Change Is Hard

…but change is certain.

Waiting on the Milky Way

21 Comments

So what does a person do all day while waiting for true dark to arrive? Besides nap that is.

Working on the river.

Well, on the one day the skies were clear while I was in the UP I wandered the Manistique waterfront looking for other things to photograph while impatiently urging the sun to hurry up and sink.

If you zoom in you might be able to read about the lighthouse.

The mouth of the Manistique River was being dredged so I watched that for awhile. It was sort of interesting, but you can only watch so many piles of mud being moved before you have to move on.

Scoop after scoop of muck was dug up from the river bottom and poured into the barge.

I couldn’t resist walking out on the causeway leading to the shiny red lighthouse. It was such a pretty day.
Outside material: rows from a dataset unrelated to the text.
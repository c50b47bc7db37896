use serde::{Deserialize, Serialize};
use std::fmt;

/// Wire protocol spoken to a remote service. Only HTTP is supported.
#[derive(Clone, Copy, Debug, PartialEq, Eq, Serialize, Deserialize)]
#[serde(rename_all = "lowercase")]
#[non_exhaustive]
pub enum Protocol {
    Http,
}

impl Protocol {
    /// Parse the `protocol` property of a service entry
    pub fn from_name(name: &str) -> Option<Self> {
        match name {
            "http" => Some(Protocol::Http),
            _ => None,
        }
    }

    pub fn as_str(&self) -> &'static str {
        match self {
            Protocol::Http => "http",
        }
    }
}

impl fmt::Display for Protocol {
    fn fmt(&self, f: &mut fmt::Formatter<'_>) -> fmt::Result {
        f.write_str(self.as_str())
    }
}

/// Client used to reach a remote service
#[derive(Clone, Copy, Debug, PartialEq, Eq, Serialize, Deserialize)]
#[serde(rename_all = "snake_case")]
pub enum ClientKind {
    /// Load-balanced, connection-pooled channel created once per snapshot
    PooledRpc,
    /// One connection per call, no retry
    SimpleHttp,
}

impl Default for ClientKind {
    fn default() -> Self {
        ClientKind::PooledRpc
    }
}

impl ClientKind {
    /// Parse the `client` property. Empty and "brpc" select the pooled client.
    pub fn from_name(name: &str) -> Option<Self> {
        match name {
            "" | "brpc" => Some(ClientKind::PooledRpc),
            "curl" => Some(ClientKind::SimpleHttp),
            _ => None,
        }
    }
}

/// Validated settings of one remote service
#[derive(Clone, Debug, PartialEq, Serialize, Deserialize)]
pub struct ServiceChannelSpec {
    /// Service name, unique within a snapshot
    pub name: String,

    pub protocol: Protocol,

    #[serde(default)]
    pub client_kind: ClientKind,

    /// How backend addresses are resolved (list://, http://, file://, host:port)
    pub naming_service_url: String,

    /// Balancing policy name understood by the pooled client
    pub load_balancer_name: String,

    pub timeout_ms: u32,

    /// Extra attempts on connection errors. Ignored by the single-shot client.
    pub max_retry: u32,

    /// Headers replayed on every call, in document order
    #[serde(default)]
    pub headers: Vec<(String, String)>,
}
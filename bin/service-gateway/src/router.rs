//! Maps gateway requests to routes

use hyper::{Method, StatusCode};
use service_core::CoreError;

const CALL_PREFIX: &str = "/call/";

#[derive(Clone, Debug, PartialEq, Eq)]
pub enum Route {
    Health,
    Metrics,
    Services,
    /// Call `service` with `url`, the rest of the path plus the query
    Call { service: String, url: String },
}

impl Route {
    /// Match a request. Unknown paths give 404, known paths with the wrong
    /// method give 405.
    pub fn resolve(method: &Method, path: &str, query: Option<&str>) -> Result<Self, StatusCode> {
        let route = match path {
            "/healthz" => Route::Health,
            "/metrics" => Route::Metrics,
            "/services" => Route::Services,
            _ => {
                let rest = path.strip_prefix(CALL_PREFIX).ok_or(StatusCode::NOT_FOUND)?;
                let (service, remainder) = rest.split_once('/').unwrap_or((rest, ""));
                if service.is_empty() {
                    return Err(StatusCode::NOT_FOUND);
                }

                let mut url = format!("/{}", remainder);
                if let Some(query) = query.filter(|q| !q.is_empty()) {
                    url.push('?');
                    url.push_str(query);
                }
                Route::Call {
                    service: service.to_string(),
                    url,
                }
            }
        };

        let allowed = match route {
            Route::Call { .. } => *method == Method::GET || *method == Method::POST,
            _ => *method == Method::GET,
        };
        if !allowed {
            return Err(StatusCode::METHOD_NOT_ALLOWED);
        }
        Ok(route)
    }
}

/// HTTP status reported for a failed call
pub fn status_for(error: &CoreError) -> StatusCode {
    match error {
        CoreError::ServiceNotFound(_) => StatusCode::NOT_FOUND,
        CoreError::UnsupportedProtocol { .. } => StatusCode::NOT_IMPLEMENTED,
        CoreError::BackendCallFailed { .. } => StatusCode::BAD_GATEWAY,
        _ => StatusCode::INTERNAL_SERVER_ERROR,
    }
}

#[cfg(test)]
mod tests {
    use super::*;

    #[test]
    fn test_fixed_routes() {
        assert_eq!(Route::resolve(&Method::GET, "/healthz", None), Ok(Route::Health));
        assert_eq!(Route::resolve(&Method::GET, "/metrics", None), Ok(Route::Metrics));
        assert_eq!(Route::resolve(&Method::GET, "/services", None), Ok(Route::Services));
        assert_eq!(
            Route::resolve(&Method::POST, "/services", None),
            Err(StatusCode::METHOD_NOT_ALLOWED)
        );
        assert_eq!(Route::resolve(&Method::GET, "/other", None), Err(StatusCode::NOT_FOUND));
    }

    #[test]
    fn test_call_route() {
        assert_eq!(
            Route::resolve(&Method::GET, "/call/echo/ping/deep", Some("x=1")),
            Ok(Route::Call {
                service: "echo".to_string(),
                url: "/ping/deep?x=1".to_string(),
            })
        );
        assert_eq!(
            Route::resolve(&Method::POST, "/call/echo", None),
            Ok(Route::Call {
                service: "echo".to_string(),
                url: "/".to_string(),
            })
        );
        assert_eq!(Route::resolve(&Method::GET, "/call/", None), Err(StatusCode::NOT_FOUND));
        assert_eq!(
            Route::resolve(&Method::PUT, "/call/echo/ping", None),
            Err(StatusCode::METHOD_NOT_ALLOWED)
        );
    }

    #[test]
    fn test_status_for_errors() {
        assert_eq!(status_for(&CoreError::ServiceNotFound("x".into())), StatusCode::NOT_FOUND);
        assert_eq!(
            status_for(&CoreError::UnsupportedProtocol {
                service: "x".into(),
                protocol: "grpc".into(),
            }),
            StatusCode::NOT_IMPLEMENTED
        );
        assert_eq!(
            status_for(&CoreError::BackendCallFailed {
                service: "x".into(),
                reason: "refused".into(),
            }),
            StatusCode::BAD_GATEWAY
        );
        assert_eq!(
            status_for(&CoreError::ConfigParse("bad".into())),
            StatusCode::INTERNAL_SERVER_ERROR
        );
    }
}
A wide cement walkway made the trip out there easy to navigate.

I spent quite a bit of time out there waiting for the sun to go down. And watching the light glint off the water.

It’s not a long walk on a pretty day.

A couple of guys were fishing but they hid behind the lighthouse for me to get some shots.

All metal, it can withstand some nasty weather. But none was forecast while I was there.

But as the sun lowered I came back into shore.

The flowers glowed, loosestrife, an invasive, and goldenrod.

The evening light makes everything so pretty.

The last bit of light before the magic begins.

And then, slowly, slowly, the sun sank and the blue hour began.

Let’s take a walk down this boardwalk.

Earlier in the day I had scoped out a place to set up, hoping that the Milky Way would be near the lighthouse from my vantage point. The compass said it should be. But I knew I only had one night so I hoped I wasn’t wrong.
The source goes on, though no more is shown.